LARP Tracker 🍠🥕🫛 LT🍠🥕🫛 LARPs Log in

The Crossroads

by Alex Pogue and Kristen Patten

Stories say that if you make your way to a certain crossroads on a specific evening at a precise time of night and choose your words very, very carefully that you can get anything you ever dreamed of, assuming you can stand to pay the price.

Stories, as usual, did not get it quite right.

A 2 hour magical realism game about people who have come to the Crossroads to sell their soul in order to solve their problems, but find that not everything is what they expected it to be (including, perhaps, themselves) and that not every cost is so easily paid.

2 hours
up to 12 players

Long Description

Stories say that if you make your way to a certain crossroads on a specific evening at a precise time of night and choose your words very, very carefully that you can get anything you ever dreamed of, assuming you can stand to pay the price.

Stories, as usual, did not get it quite right.

There is a Crossroads. And it is a place where you can go to, quite possibly, gain fame, or fortune, or astounding abilities, or maybe even change your destiny. That much is true. But there is no deal to be done, at least not the sort the stories talk about. There is no sinister figure waiting to promise you anything and everything you want, for the low low cost of your soul. No. Here you will find only options. Options and costs.

Crossroads are the physical representation of a choice. They can take you where you want to go, but they can’t take you everywhere. You can’t walk down one route without turning your back on at least one other. You wanted or felt you needed something badly enough to risk coming to this place, prepared to walk one of those new routes, but now you are left to wonder if it is worth the cost.

==========

The Crossroads is a mood-focused, 2 hour, mostly rulesless game about who people are, who they could be, what they want, and whether the cost of having their dreams come true is worth the price.

This is a game about making a decision. It is a game about desperate people who aren’t sure if this is a good idea or not. It is a game about examining your options and talking them through with strangers who are in the same boat. There is no plot aside from choosing whether you find the cost worthwhile.

In The Crossroads you play as someone who has come to this place in hopes of escaping their troubles and achieving or obtaining some slice of greatness, glory, or resolution. But the cost is high, maybe higher than you expected. Perhaps higher than you are willing to pay, which makes the choice suddenly much more daunting than it was when you set out to make your way here.

The Crossroads is a liminal space, not tied to a particular place or time, and the characters that have made their way there reflect that. Their memories have become more abstracted, their past beginning to be broken down into broad brush concepts and bite-sized chunks. Functionally, this means character sheets will be written to be intentionally vague in some ways referring to ‘the city’ or ‘the election’ for example, rather than specifics. This is intentional and part of the setting.

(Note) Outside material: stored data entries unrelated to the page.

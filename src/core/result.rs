//! Output of an OLS fit.

use faer::Col;

/// Standard error, t statistic, p-value and confidence interval of one
/// parameter. Aliased parameters hold NaN throughout.
#[derive(Debug, Clone, Copy, PartialEq)]
pub struct ParameterInference {
    pub std_error: f64,
    pub t_statistic: f64,
    /// Two-sided p-value of `H0: parameter = 0`.
    pub p_value: f64,
    /// `(lower, upper)` at the fit's confidence level.
    pub conf_interval: (f64, f64),
}

impl ParameterInference {
    pub(crate) fn undefined() -> Self {
        Self {
            std_error: f64::NAN,
            t_statistic: f64::NAN,
            p_value: f64::NAN,
            conf_interval: (f64::NAN, f64::NAN),
        }
    }
}

/// Inference for every parameter of a fit.
#[derive(Debug, Clone, PartialEq)]
pub struct Inference {
    /// Present when the model has an intercept.
    pub intercept: Option<ParameterInference>,
    /// One entry per design column, in column order.
    pub coefficients: Vec<ParameterInference>,
}

/// Coefficients, residuals and goodness-of-fit statistics of an OLS fit.
#[derive(Debug, Clone)]
pub struct RegressionResult {
    /// One coefficient per design column. Aliased columns hold NaN.
    pub coefficients: Col<f64>,
    pub intercept: Option<f64>,
    /// `y - ŷ`.
    pub residuals: Col<f64>,
    pub fitted_values: Col<f64>,

    /// Numerical rank of the (centered) design matrix.
    pub rank: usize,
    /// Estimated parameters, intercept included.
    pub n_parameters: usize,
    pub n_observations: usize,
    /// Columns dropped as linear combinations of earlier ones.
    pub aliased: Vec<bool>,

    /// R², centered when the model has an intercept.
    pub r_squared: f64,
    pub adj_r_squared: f64,
    /// Residual variance estimate `RSS / (n - p)`.
    pub mse: f64,
    pub f_statistic: f64,
    pub f_pvalue: f64,
    /// Gaussian log-likelihood at the ML variance `RSS / n`.
    pub log_likelihood: f64,
    pub aic: f64,
    pub bic: f64,

    pub confidence_level: f64,
    /// `None` when not requested or when the residual degrees of freedom
    /// are exhausted.
    pub inference: Option<Inference>,
}

impl RegressionResult {
    /// Residual degrees of freedom (n - p).
    pub fn residual_df(&self) -> usize {
        self.n_observations.saturating_sub(self.n_parameters)
    }

    /// Model degrees of freedom (p - 1 if intercept, else p).
    pub fn model_df(&self) -> usize {
        self.n_parameters
            .saturating_sub(usize::from(self.intercept.is_some()))
    }

    pub fn has_aliased(&self) -> bool {
        self.aliased.contains(&true)
    }

    /// Residual sum of squares.
    pub fn rss(&self) -> f64 {
        self.residuals.iter().map(|&r| r * r).sum()
    }
}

Character sheets will be 2-3 pages long, and may appear in a variety of forms, including some that are abstracted and dreamlike. After all, The Crossroads cares more about what bucket or trope you fit in, rather than the nitty gritty details of your life. Conveniently, this also minimizes the amount of memorization you need to do for a short game. Fancy! There will also be a 2 page Crossroads bluesheet, which includes parables and myths your character believes are true about the crossroads.

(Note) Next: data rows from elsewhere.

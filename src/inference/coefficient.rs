//! Standard errors, t tests and confidence intervals for OLS parameters.

use crate::core::{Inference, ParameterInference};
use faer::{Col, Mat};
use statrs::distribution::{ContinuousCDF, StudentsT};

/// Computes inference statistics for regression coefficients.
pub struct CoefficientInference;

impl CoefficientInference {
    /// Standard errors `sqrt(σ² · (X'X)⁻¹_jj)` of the coefficients, and of the
    /// intercept when `with_intercept` is set (the design is then `[1 | X]`).
    ///
    /// Aliased columns are left out of `X'X` and get NaN.
    pub fn standard_errors(
        x: &Mat<f64>,
        mse: f64,
        aliased: &[bool],
        with_intercept: bool,
    ) -> Result<(Option<f64>, Col<f64>), &'static str> {
        let diag = active_inverse_diagonal(x, aliased, with_intercept)?;
        let se = |d: f64| if mse * d >= 0.0 { (mse * d).sqrt() } else { f64::NAN };

        let intercept = with_intercept.then(|| se(diag[0]));
        let coefficients = Col::from_fn(x.ncols(), |j| se(diag[j + 1]));
        Ok((intercept, coefficients))
    }

    /// Full inference for an OLS fit with `df` residual degrees of freedom.
    #[allow(clippy::too_many_arguments)]
    pub fn compute(
        x: &Mat<f64>,
        coefficients: &Col<f64>,
        intercept: Option<f64>,
        aliased: &[bool],
        mse: f64,
        df: usize,
        confidence_level: f64,
    ) -> Result<Inference, &'static str> {
        if df == 0 {
            return Err("no residual degrees of freedom");
        }
        let t_dist = StudentsT::new(0.0, 1.0, df as f64).map_err(|_| "invalid t distribution")?;
        let t_crit = t_dist.inverse_cdf(1.0 - (1.0 - confidence_level) / 2.0);

        let (se_intercept, se) = Self::standard_errors(x, mse, aliased, intercept.is_some())?;

        let row = |estimate: f64, std_error: f64| {
            if !estimate.is_finite() || !std_error.is_finite() {
                return ParameterInference::undefined();
            }
            let t_statistic = if std_error > 0.0 {
                estimate / std_error
            } else {
                f64::NAN
            };
            let p_value = if t_statistic.is_nan() {
                f64::NAN
            } else {
                (2.0 * t_dist.sf(t_statistic.abs())).clamp(0.0, 1.0)
            };
            ParameterInference {
                std_error,
                t_statistic,
                p_value,
                conf_interval: (estimate - t_crit * std_error, estimate + t_crit * std_error),
            }
        };

        Ok(Inference {
            intercept: intercept
                .zip(se_intercept)
                .map(|(b0, s)| row(b0, s)),
            coefficients: (0..coefficients.nrows())
                .map(|j| row(coefficients[j], se[j]))
                .collect(),
        })
    }
}

/// Diagonal of `(X'X)^(-1)` over the non-aliased columns, laid out as
/// `[intercept, x_0, .., x_{p-1}]`. Aliased slots (and the intercept slot
/// when `with_intercept` is false) hold NaN.
fn active_inverse_diagonal(
    x: &Mat<f64>,
    aliased: &[bool],
    with_intercept: bool,
) -> Result<Vec<f64>, &'static str> {
    let active: Vec<usize> = (0..x.ncols()).filter(|&j| !aliased[j]).collect();
    let offset = usize::from(with_intercept);
    let size = active.len() + offset;

    if size == 0 {
        return Err("all columns are aliased");
    }

    let design = Mat::from_fn(x.nrows(), size, |i, k| {
        if k < offset {
            1.0
        } else {
            x[(i, active[k - offset])]
        }
    });
    let inv = invert_via_qr(&(design.transpose() * &design))?;

    let mut diag = vec![f64::NAN; x.ncols() + 1];
    if with_intercept {
        diag[0] = inv[(0, 0)];
    }
    for (k, &j) in active.iter().enumerate() {
        diag[j + 1] = inv[(k + offset, k + offset)];
    }
    Ok(diag)
}

/// Inverse of a square matrix using QR decomposition.
fn invert_via_qr(matrix: &Mat<f64>) -> Result<Mat<f64>, &'static str> {
    let n = matrix.nrows();

    let qr = matrix.qr();
    let q = qr.compute_Q();
    let r = qr.R();

    let scale = (0..n).map(|i| r[(i, i)].abs()).fold(1.0_f64, f64::max);
    if (0..n).any(|i| r[(i, i)].abs() < 1e-10 * scale) {
        return Err("cross-product matrix is singular");
    }

    // Back-substitute R · inv = Q' one column at a time.
    let qt = q.transpose();
    let mut inv = Mat::zeros(n, n);
    for col in 0..n {
        for i in (0..n).rev() {
            let tail: f64 = ((i + 1)..n).map(|j| r[(i, j)] * inv[(j, col)]).sum();
            inv[(i, col)] = (qt[(i, col)] - tail) / r[(i, i)];
        }
    }

    Ok(inv)
}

SOME OF THESE BELIEFS WILL BE INCORRECT

I say it again: characters will come into the game believing some things about the Crossroads that may not be how things work. The truths will be revealed early in game, and the purpose of this decision on a meta level is to serve to have the agony of the decision-making process be something that occurs during the course of the game, rather than charted out beforehand.

From a gameplay perspective, there is only one mechanic. The Crossroads contains possibilities, promises for the future. Characters will be composed of various facets. Your character sheet may hint at what facets you have, but until you arrive in game you will not know for certain which facets the Crossroads deems core to you and worth trading for. Characters will have 2 hours to discuss and decide if what the Crossroads offers is worth what the choice demands, or if returning to life as they knew it is perhaps not so bad. As this is a game about talking through options and making decisions and since it takes place in a dreamlike space that isn’t quite real, no mechanics exist for violence or hostile interaction between characters.

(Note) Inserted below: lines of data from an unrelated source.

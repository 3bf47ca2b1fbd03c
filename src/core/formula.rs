//! Model formulas of the form `response ~ term + term + ...`.

use super::frame::{DataFrame, FrameError};
use std::fmt;
use thiserror::Error;

/// Errors raised while assembling or parsing a [`Formula`].
#[derive(Debug, Error, PartialEq)]
pub enum FormulaError {
    #[error("formula '{0}' is missing '~'")]
    MissingTilde(String),

    #[error("formula has no response variable")]
    MissingResponse,

    #[error("formula has no terms")]
    NoTerms,

    #[error("'{0}' is not a valid variable name")]
    InvalidName(String),

    #[error(transparent)]
    Frame(#[from] FrameError),
}

/// A linear model formula: one response and an ordered list of terms.
#[derive(Debug, Clone, PartialEq, Eq)]
pub struct Formula {
    response: String,
    terms: Vec<String>,
    intercept: bool,
}

impl Formula {
    /// Build a formula from names, validating every one of them.
    pub fn new<S: Into<String>>(
        response: impl Into<String>,
        terms: impl IntoIterator<Item = S>,
        intercept: bool,
    ) -> Result<Self, FormulaError> {
        let response = response.into();
        validate_name(&response)?;

        let terms: Vec<String> = terms.into_iter().map(Into::into).collect();
        if terms.is_empty() {
            return Err(FormulaError::NoTerms);
        }
        for term in &terms {
            validate_name(term)?;
        }

        Ok(Self {
            response,
            terms,
            intercept,
        })
    }

    /// `target ~ f1 + f2 + ... + fn` from a frame's column order.
    pub fn from_frame(df: &DataFrame) -> Result<Self, FormulaError> {
        df.require_columns(2)?;
        Self::new(df.target_name(), df.feature_names().iter().cloned(), true)
    }

    /// Parse `y ~ a + b`. A `- 1` or `+ 0` term drops the intercept and a
    /// `+ 1` term is accepted as an explicit intercept.
    pub fn parse(s: &str) -> Result<Self, FormulaError> {
        let (lhs, rhs) = s
            .split_once('~')
            .ok_or_else(|| FormulaError::MissingTilde(s.to_string()))?;

        let response = lhs.trim();
        if response.is_empty() {
            return Err(FormulaError::MissingResponse);
        }

        let mut intercept = true;
        let mut terms = Vec::new();

        for (sign, token) in split_signed(rhs) {
            match (sign, token.as_str()) {
                ('-', "1") | ('+', "0") => intercept = false,
                ('+', "1") => intercept = true,
                ('+', name) if !name.is_empty() => {
                    if !terms.iter().any(|t| t == name) {
                        terms.push(name.to_string());
                    }
                }
                (_, other) => return Err(FormulaError::InvalidName(format!("{sign}{other}"))),
            }
        }

        Self::new(response, terms, intercept)
    }

    pub fn response(&self) -> &str {
        &self.response
    }

    pub fn terms(&self) -> &[String] {
        &self.terms
    }

    pub fn has_intercept(&self) -> bool {
        self.intercept
    }

    /// Error unless every variable in the formula is a frame column.
    pub fn check_against(&self, df: &DataFrame) -> Result<(), FormulaError> {
        df.column(&self.response)?;
        for term in &self.terms {
            df.column(term)?;
        }
        Ok(())
    }
}

impl fmt::Display for Formula {
    fn fmt(&self, f: &mut fmt::Formatter<'_>) -> fmt::Result {
        write!(f, "{} ~ {}", self.response, self.terms.join(" + "))?;
        if !self.intercept {
            write!(f, " - 1")?;
        }
        Ok(())
    }
}

/// A name usable inside a formula: `[A-Za-z_][A-Za-z0-9_.]*`.
pub fn is_valid_name(name: &str) -> bool {
    let mut chars = name.chars();
    match chars.next() {
        Some(c) if c.is_ascii_alphabetic() || c == '_' => {}
        _ => return false,
    }
    chars.all(|c| c.is_ascii_alphanumeric() || c == '_' || c == '.')
}

fn validate_name(name: &str) -> Result<(), FormulaError> {
    if is_valid_name(name) {
        Ok(())
    } else {
        Err(FormulaError::InvalidName(name.to_string()))
    }
}

/// Split the right-hand side into `(sign, token)` pairs.
fn split_signed(rhs: &str) -> Vec<(char, String)> {
    let mut out = Vec::new();
    let mut sign = '+';
    let mut current = String::new();

    for c in rhs.chars() {
        if c == '+' || c == '-' {
            out.push((sign, current.trim().to_string()));
            current.clear();
            sign = c;
        } else {
            current.push(c);
        }
    }
    out.push((sign, current.trim().to_string()));

    // A leading empty token before the first operator is not a term.
    if out.len() > 1 && out[0].1.is_empty() {
        out.remove(0);
    }
    out
}

#[cfg(test)]
mod tests {
    use super::*;

    #[test]
    fn test_from_frame() {
        let df = DataFrame::new(vec![
            ("price", vec![1.0, 2.0]),
            ("sqft", vec![3.0, 4.0]),
            ("rooms", vec![5.0, 6.0]),
        ])
        .unwrap();

        let formula = Formula::from_frame(&df).unwrap();
        assert_eq!(formula.to_string(), "price ~ sqft + rooms");
        assert!(formula.has_intercept());
    }

    #[test]
    fn test_from_frame_needs_feature() {
        let df = DataFrame::new(vec![("y", vec![1.0, 2.0])]).unwrap();
        assert!(matches!(
            Formula::from_frame(&df),
            Err(FormulaError::Frame(FrameError::TooFewColumns { .. }))
        ));
    }

    #[test]
    fn test_rejects_operator_names() {
        let err = Formula::new("y", ["x-1.5"], true).unwrap_err();
        assert_eq!(err, FormulaError::InvalidName("x-1.5".into()));

        assert!(!is_valid_name("living area"));
        assert!(!is_valid_name("2x"));
        assert!(is_valid_name("_x2.log"));
    }

    #[test]
    fn test_parse() {
        let f = Formula::parse("y ~ a + b").unwrap();
        assert_eq!(f.response(), "y");
        assert_eq!(f.terms(), &["a".to_string(), "b".to_string()]);
        assert!(f.has_intercept());

        let f = Formula::parse("y~a+b-1").unwrap();
        assert!(!f.has_intercept());
        assert_eq!(f.to_string(), "y ~ a + b - 1");

        let f = Formula::parse("y ~ 0 + a").unwrap();
        assert!(!f.has_intercept());
        assert_eq!(f.terms(), &["a".to_string()]);
    }

    #[test]
    fn test_parse_errors() {
        assert!(matches!(
            Formula::parse("y a b"),
            Err(FormulaError::MissingTilde(_))
        ));
        assert_eq!(
            Formula::parse(" ~ a").unwrap_err(),
            FormulaError::MissingResponse
        );
        assert_eq!(Formula::parse("y ~ 1").unwrap_err(), FormulaError::NoTerms);
        assert!(Formula::parse("y ~ a - b").is_err());
    }
}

Again, there is no plot aside from the choice to be made about the prizes being offered and the cost being asked. This is a talky feelings game

In regards to content warnings, we can work with players to minimize exposure to certain elements by not casting them as the roles where they appear in a character sheet they would receive, but do ask people to understand that this is a small, heavily social game, and it is likely you may encounter things on this list at least in passing.

Dim lighting and hammering will also be present. As in actual physical hammering during the course of game (more itermittent tap tap roofing nails than construction nails, but still sharing for comfort levels)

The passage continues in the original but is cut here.